US: Physician or Family Doctor
UK: General Practitioner (GP)
US: Television program
UK: Television programme (also spelled ‘progrrammmmme’)
Err, huh? In the US this would probably read “Traffic Congestion Ahead” or “Prepare to Stop”.
In the UK, a lot of people drink squash, which is a concentrated fruit-flavored drink you mix with water. It’s not the kind of stuff you can drink straight…you’d probably puke.
Ribena is the I remember drinking as a kid. It’s blackcurrant-flavored. Yeah, blackcurrant.
I suppose the closest thing to squash we have in the US is that frozen Minute Maid orange juice concentrate.
In England, college = high school and university or uni = college.
This has made for awkward silences. “So…what are you doing after college?”
Americans: Yay woohoooo Independence Day! BBQ beer fireworks!
Brits love prawns. What is a freaking prawn? According to Wikipedia, it’s a type of shrimp. You can find prawns everywhere in England, in prawn cocktails at a restaurant, battered prawns at a pub, and even as a flavor of potato chips.

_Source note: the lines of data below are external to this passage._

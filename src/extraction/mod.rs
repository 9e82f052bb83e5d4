//! Multi-strategy extraction of commerce facts from product pages.
//!
//! Each fact (variants, price, stock) has its own engine running a fixed
//! strategy chain: structured data blobs, then DOM markup, then free-text
//! heuristics. All extraction is synchronous; parsed documents never cross
//! an await point.

pub mod context;
pub mod price;
pub mod product;
pub mod stock;
pub mod strategy;
pub mod text;
pub mod variants;
pub mod walk;

pub use context::ExtractionContext;
pub use price::{PriceEngine, PriceShell};
pub use product::{ProductExtractor, ProductShell};
pub use stock::{StockEngine, StockReason, StockShell};
pub use strategy::{ExtractionStrategy, StrategyRun};
pub use variants::{VariantAttribute, VariantEngine, VariantShell};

In the UK, AC power is 220 volts at 50 Hz, whereas the US is 110 at 60 Hz (here’s some explanation). In bathrooms, the power regulations are pretty complicated, and mean power outlets aren’t allowed within a certain distance of the tub and basin. But what about electric shavers? The solution was 110 volts, thus lower amperage. In recent years regulations have changed, and now allow for a 220 volt outlet in the bathroom, but only integrated into a mirror cabinet, like the photo shows.
Older regulations also meant the light switch had to be a certain height off the ground, meaning a lot of bathrooms have pull-cord switches.